**What is needed**
Of the entries below, restate word for word only the section that runs from the line with "filename src/core/platform/paths.rs" to the line with "pub const RUNTIME_DIR_NAME: &str", counting both ends.

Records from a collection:
######
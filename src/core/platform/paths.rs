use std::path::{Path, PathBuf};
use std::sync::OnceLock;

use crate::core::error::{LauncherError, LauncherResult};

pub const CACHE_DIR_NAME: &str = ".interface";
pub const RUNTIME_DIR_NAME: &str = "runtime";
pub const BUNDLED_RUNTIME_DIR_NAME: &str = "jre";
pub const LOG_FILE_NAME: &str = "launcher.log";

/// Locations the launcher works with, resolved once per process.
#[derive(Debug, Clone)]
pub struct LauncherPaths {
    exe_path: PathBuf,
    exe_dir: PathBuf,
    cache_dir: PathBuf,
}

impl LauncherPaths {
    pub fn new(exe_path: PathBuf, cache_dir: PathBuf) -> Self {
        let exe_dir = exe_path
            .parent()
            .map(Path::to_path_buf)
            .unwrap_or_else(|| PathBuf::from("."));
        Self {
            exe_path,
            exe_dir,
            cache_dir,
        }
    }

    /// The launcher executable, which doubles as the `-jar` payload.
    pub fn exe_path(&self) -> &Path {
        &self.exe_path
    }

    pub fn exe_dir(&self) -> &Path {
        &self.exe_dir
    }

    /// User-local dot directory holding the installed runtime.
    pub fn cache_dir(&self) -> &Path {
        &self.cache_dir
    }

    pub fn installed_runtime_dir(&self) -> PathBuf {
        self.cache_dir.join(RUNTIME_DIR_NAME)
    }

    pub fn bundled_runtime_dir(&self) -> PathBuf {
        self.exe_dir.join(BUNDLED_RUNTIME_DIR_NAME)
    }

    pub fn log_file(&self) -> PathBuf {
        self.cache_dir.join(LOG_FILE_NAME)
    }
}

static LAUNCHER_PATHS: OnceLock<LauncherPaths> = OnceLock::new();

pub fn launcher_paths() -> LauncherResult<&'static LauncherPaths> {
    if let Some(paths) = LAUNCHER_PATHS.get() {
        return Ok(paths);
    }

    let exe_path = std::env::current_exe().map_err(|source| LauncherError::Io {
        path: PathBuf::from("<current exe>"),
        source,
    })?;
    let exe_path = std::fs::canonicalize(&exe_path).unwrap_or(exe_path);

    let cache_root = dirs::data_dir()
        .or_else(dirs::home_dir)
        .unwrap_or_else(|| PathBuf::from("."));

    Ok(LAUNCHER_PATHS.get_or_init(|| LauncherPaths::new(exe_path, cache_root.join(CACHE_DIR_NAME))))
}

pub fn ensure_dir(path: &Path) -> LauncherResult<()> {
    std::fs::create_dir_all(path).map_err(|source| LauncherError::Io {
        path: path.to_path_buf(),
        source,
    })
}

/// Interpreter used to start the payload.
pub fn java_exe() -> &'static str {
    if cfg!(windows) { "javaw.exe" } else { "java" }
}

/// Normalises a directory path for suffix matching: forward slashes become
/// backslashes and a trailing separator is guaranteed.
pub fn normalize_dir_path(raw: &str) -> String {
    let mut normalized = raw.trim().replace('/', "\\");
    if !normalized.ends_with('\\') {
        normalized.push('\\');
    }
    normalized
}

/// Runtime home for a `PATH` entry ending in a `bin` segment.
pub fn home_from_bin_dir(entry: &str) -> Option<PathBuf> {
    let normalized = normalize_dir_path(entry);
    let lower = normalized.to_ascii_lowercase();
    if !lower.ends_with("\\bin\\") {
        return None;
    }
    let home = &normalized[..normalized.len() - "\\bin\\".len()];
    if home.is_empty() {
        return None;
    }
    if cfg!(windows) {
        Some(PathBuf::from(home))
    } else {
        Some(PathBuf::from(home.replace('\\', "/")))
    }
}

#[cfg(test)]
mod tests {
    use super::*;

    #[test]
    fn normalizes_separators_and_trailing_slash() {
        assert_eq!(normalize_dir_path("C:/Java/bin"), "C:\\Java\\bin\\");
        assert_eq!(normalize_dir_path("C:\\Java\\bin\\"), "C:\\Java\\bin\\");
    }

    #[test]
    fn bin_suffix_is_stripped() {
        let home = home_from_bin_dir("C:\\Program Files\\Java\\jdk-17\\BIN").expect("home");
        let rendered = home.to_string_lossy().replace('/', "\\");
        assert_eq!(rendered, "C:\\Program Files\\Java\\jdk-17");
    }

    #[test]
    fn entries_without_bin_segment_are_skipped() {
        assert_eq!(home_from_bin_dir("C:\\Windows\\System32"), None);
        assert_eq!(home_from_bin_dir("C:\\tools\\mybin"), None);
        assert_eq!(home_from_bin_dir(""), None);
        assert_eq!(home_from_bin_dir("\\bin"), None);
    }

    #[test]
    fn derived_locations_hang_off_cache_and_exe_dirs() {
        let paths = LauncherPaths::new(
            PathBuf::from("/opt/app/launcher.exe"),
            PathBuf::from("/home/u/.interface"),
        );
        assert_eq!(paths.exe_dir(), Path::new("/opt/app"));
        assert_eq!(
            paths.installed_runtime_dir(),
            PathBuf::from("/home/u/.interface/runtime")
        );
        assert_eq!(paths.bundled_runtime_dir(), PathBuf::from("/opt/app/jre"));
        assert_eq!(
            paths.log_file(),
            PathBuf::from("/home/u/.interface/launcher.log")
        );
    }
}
######
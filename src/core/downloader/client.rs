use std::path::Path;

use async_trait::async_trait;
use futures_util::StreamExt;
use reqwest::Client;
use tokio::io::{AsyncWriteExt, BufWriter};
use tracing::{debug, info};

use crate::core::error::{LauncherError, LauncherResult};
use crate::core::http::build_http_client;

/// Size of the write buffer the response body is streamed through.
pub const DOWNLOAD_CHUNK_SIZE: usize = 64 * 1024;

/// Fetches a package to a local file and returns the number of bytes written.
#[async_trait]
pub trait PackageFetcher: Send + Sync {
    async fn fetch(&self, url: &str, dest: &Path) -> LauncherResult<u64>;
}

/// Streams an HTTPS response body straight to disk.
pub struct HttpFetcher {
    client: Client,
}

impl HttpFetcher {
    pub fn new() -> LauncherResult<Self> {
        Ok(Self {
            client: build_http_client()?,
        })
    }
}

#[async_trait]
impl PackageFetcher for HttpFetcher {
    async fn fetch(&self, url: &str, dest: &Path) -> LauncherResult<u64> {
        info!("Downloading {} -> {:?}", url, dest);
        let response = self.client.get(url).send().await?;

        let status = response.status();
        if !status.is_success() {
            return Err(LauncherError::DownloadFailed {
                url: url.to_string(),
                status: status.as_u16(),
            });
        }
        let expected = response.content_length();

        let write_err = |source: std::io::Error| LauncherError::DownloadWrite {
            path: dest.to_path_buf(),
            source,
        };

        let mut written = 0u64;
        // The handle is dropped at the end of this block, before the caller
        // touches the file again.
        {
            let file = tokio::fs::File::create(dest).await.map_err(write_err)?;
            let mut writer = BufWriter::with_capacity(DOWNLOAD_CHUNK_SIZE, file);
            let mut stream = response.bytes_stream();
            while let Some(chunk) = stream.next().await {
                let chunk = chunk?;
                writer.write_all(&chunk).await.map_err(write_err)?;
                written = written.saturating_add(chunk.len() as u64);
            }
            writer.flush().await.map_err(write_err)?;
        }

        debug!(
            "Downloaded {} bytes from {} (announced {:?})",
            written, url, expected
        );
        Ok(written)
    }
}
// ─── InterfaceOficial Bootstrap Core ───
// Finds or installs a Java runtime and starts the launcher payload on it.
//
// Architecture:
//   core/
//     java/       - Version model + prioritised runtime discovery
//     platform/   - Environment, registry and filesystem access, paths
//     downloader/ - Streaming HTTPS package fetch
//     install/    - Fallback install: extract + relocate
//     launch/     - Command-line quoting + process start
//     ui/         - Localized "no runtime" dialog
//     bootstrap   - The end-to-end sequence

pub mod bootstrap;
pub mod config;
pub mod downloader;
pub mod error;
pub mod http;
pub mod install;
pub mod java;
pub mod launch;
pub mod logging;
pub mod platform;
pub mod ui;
######
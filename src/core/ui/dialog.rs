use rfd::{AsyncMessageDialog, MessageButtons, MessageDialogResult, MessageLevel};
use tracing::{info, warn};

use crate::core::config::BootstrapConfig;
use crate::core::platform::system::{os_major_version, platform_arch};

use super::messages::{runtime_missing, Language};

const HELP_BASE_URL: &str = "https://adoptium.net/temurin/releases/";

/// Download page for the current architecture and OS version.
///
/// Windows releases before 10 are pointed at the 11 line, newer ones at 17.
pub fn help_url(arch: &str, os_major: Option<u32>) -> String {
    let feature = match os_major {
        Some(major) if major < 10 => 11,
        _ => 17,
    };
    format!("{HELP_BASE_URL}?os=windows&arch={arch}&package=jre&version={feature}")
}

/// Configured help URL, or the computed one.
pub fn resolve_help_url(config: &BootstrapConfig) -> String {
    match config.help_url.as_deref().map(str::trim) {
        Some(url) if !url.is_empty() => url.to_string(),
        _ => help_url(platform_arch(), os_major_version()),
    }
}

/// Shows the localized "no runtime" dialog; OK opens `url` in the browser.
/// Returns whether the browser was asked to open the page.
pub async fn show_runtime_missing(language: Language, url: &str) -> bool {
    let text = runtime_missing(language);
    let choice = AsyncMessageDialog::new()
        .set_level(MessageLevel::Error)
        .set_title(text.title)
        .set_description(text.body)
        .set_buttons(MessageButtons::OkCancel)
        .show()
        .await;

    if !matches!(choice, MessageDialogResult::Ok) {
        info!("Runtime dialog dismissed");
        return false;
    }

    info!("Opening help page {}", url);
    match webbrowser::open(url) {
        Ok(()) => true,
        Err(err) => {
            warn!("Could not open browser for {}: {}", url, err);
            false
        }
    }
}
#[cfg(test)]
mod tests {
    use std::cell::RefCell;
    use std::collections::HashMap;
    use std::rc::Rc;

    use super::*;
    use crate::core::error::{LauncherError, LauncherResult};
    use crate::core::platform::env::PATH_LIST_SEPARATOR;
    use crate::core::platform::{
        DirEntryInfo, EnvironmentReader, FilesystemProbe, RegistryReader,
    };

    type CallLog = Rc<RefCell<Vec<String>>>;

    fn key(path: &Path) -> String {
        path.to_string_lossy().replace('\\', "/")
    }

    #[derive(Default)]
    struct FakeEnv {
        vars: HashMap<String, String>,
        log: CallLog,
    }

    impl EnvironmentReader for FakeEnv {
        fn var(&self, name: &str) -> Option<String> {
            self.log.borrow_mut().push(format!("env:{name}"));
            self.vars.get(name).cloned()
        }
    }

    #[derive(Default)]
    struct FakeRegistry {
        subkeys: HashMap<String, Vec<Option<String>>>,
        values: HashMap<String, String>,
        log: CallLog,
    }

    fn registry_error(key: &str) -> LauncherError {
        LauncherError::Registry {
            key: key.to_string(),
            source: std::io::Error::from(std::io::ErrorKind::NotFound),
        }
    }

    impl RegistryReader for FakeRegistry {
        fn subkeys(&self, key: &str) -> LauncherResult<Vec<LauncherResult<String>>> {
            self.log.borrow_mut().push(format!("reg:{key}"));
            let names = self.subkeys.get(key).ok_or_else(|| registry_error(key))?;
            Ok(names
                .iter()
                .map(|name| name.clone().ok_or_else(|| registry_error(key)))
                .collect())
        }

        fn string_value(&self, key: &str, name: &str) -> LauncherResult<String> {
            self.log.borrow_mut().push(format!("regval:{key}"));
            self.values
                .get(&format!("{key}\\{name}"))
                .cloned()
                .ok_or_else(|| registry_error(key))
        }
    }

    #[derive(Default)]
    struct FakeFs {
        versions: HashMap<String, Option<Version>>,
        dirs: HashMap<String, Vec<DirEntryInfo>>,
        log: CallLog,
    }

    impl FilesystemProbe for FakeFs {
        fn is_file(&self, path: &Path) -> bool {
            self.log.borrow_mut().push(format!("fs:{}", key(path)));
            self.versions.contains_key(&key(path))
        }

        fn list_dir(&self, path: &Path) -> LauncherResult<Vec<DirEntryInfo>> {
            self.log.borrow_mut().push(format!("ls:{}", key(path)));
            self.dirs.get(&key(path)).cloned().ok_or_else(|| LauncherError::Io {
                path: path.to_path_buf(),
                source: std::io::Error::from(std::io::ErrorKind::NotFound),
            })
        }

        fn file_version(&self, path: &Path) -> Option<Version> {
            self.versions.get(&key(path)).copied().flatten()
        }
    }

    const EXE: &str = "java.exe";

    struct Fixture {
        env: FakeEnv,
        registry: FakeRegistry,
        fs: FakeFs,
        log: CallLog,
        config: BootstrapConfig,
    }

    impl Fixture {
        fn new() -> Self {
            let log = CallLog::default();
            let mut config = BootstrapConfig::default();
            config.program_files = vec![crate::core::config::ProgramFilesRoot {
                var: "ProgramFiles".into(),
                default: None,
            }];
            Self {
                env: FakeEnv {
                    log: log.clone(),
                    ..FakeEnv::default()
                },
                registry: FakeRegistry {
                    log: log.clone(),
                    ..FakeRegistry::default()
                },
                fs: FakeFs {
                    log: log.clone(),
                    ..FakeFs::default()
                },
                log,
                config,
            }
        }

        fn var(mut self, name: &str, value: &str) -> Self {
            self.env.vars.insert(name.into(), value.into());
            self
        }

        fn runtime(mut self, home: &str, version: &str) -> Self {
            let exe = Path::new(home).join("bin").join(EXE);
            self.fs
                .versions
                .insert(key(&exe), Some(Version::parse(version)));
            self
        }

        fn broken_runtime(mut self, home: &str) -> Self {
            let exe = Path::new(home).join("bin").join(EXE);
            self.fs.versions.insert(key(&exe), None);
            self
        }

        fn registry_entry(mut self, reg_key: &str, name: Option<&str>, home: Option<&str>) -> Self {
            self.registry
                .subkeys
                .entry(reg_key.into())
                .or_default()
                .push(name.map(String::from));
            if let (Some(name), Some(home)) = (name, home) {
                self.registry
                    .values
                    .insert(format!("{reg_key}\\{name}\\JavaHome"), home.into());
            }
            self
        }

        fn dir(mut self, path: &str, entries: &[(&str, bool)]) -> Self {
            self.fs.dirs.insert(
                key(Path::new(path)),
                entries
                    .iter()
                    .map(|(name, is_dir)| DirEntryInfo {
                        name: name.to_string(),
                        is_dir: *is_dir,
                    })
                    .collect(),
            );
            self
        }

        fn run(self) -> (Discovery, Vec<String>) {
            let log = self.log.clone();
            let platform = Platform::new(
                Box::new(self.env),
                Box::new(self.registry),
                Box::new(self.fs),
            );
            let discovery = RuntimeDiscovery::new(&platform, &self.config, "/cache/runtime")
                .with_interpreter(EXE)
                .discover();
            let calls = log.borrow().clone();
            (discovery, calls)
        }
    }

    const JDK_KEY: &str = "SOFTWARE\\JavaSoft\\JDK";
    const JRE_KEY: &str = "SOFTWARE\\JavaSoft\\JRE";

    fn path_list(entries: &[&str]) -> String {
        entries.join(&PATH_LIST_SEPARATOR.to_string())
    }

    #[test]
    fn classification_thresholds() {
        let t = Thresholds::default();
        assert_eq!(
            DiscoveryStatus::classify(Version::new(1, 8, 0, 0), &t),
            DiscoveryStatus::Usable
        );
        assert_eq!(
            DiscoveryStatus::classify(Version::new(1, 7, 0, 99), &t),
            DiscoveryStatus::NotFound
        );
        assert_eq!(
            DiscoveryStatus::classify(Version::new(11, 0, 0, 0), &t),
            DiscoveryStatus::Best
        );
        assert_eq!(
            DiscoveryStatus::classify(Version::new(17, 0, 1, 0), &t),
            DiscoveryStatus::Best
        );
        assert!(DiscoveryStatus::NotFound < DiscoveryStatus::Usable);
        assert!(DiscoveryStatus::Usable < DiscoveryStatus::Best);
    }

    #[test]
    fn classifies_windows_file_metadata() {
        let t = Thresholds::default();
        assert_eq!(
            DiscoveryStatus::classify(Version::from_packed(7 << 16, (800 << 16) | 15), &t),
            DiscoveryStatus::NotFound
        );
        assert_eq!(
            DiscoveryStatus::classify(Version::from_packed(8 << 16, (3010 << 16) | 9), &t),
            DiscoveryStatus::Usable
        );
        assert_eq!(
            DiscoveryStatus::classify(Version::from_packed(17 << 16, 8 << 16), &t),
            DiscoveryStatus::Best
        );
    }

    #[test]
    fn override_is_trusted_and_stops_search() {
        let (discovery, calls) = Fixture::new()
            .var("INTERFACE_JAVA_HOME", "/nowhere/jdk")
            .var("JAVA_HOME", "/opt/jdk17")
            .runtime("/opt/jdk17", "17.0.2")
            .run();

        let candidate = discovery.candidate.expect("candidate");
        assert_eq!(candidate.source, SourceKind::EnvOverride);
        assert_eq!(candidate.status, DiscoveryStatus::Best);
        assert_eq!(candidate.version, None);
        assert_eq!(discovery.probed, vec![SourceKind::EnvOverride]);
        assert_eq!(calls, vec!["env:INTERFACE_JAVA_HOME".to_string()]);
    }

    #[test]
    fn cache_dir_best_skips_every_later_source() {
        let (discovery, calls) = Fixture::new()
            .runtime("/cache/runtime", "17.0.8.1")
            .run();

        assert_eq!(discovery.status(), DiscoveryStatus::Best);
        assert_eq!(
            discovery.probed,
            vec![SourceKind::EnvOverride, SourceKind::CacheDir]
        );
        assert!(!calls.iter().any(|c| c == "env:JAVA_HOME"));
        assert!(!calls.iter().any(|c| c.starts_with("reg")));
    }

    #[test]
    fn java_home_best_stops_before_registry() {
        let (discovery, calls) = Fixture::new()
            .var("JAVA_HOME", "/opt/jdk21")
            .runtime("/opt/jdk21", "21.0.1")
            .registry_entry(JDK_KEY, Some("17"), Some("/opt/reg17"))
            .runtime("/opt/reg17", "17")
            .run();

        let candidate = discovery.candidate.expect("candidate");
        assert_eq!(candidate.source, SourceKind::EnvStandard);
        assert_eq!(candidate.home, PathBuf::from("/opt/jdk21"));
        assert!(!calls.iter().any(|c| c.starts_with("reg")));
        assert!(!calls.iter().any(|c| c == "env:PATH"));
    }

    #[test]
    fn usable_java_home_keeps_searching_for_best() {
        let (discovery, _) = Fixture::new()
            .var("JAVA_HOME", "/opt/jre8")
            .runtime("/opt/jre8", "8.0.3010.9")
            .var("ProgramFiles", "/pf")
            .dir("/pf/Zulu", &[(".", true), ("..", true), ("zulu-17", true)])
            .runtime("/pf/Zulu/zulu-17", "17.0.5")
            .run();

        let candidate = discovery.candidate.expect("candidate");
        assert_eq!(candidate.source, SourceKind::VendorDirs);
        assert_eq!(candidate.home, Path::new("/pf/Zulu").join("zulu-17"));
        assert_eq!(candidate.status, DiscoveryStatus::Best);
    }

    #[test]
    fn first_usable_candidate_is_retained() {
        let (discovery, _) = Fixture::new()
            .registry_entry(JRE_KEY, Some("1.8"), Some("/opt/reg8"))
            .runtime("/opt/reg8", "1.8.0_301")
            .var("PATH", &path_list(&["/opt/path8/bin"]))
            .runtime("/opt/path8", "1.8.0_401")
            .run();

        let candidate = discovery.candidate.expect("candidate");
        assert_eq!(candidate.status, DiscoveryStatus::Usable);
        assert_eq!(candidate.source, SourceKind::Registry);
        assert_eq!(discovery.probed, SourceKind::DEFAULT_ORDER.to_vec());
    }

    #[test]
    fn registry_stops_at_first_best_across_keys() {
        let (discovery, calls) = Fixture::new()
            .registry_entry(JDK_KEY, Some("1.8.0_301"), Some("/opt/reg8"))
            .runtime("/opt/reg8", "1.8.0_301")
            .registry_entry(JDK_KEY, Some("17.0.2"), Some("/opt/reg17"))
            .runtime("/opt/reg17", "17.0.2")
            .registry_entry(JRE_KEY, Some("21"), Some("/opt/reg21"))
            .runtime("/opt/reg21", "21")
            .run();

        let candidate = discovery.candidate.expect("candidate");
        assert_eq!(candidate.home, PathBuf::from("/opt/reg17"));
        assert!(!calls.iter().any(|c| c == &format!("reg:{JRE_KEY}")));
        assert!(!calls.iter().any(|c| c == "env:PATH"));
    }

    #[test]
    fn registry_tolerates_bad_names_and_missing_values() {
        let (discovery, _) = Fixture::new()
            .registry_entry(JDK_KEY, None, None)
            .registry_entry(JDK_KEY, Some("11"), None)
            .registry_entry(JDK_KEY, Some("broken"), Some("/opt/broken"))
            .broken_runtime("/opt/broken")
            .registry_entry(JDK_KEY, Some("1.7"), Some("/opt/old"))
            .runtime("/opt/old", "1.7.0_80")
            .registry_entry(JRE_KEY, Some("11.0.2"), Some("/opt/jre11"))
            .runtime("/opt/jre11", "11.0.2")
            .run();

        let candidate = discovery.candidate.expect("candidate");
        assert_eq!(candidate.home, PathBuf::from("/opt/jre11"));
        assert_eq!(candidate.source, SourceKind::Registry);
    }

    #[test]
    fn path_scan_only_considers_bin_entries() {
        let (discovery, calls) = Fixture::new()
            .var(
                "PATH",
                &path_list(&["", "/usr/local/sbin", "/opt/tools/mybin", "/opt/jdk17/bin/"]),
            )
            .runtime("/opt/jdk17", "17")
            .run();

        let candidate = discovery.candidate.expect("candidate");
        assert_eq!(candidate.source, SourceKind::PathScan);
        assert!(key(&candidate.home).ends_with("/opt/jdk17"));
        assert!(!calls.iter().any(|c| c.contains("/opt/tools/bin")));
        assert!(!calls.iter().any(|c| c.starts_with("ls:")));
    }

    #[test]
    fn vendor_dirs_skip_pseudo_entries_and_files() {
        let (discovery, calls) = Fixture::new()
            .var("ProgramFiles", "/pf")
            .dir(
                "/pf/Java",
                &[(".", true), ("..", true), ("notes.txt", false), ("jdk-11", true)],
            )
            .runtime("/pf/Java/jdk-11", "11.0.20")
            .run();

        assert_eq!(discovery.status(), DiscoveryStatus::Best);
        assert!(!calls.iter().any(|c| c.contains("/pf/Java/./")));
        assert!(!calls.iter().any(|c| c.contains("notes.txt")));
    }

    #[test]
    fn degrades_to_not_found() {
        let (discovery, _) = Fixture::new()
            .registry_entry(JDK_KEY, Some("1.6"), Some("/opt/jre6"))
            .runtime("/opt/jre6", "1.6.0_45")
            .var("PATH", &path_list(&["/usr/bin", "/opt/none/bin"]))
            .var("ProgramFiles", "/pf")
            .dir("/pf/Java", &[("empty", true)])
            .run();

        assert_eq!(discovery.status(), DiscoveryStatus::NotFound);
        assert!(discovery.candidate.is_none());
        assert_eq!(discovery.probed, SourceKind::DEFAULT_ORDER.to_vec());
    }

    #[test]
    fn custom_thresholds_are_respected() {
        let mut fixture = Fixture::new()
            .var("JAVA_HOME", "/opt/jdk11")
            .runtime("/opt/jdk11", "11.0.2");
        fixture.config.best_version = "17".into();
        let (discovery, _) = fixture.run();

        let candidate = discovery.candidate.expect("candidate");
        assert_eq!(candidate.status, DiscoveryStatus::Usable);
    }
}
######
**Solution to this exercise**
filename src/core/platform/paths.rs
use std::path::{Path, PathBuf};
use std::sync::OnceLock;

use crate::core::error::{LauncherError, LauncherResult};

pub const CACHE_DIR_NAME: &str = ".interface";
pub const RUNTIME_DIR_NAME: &str = "runtime";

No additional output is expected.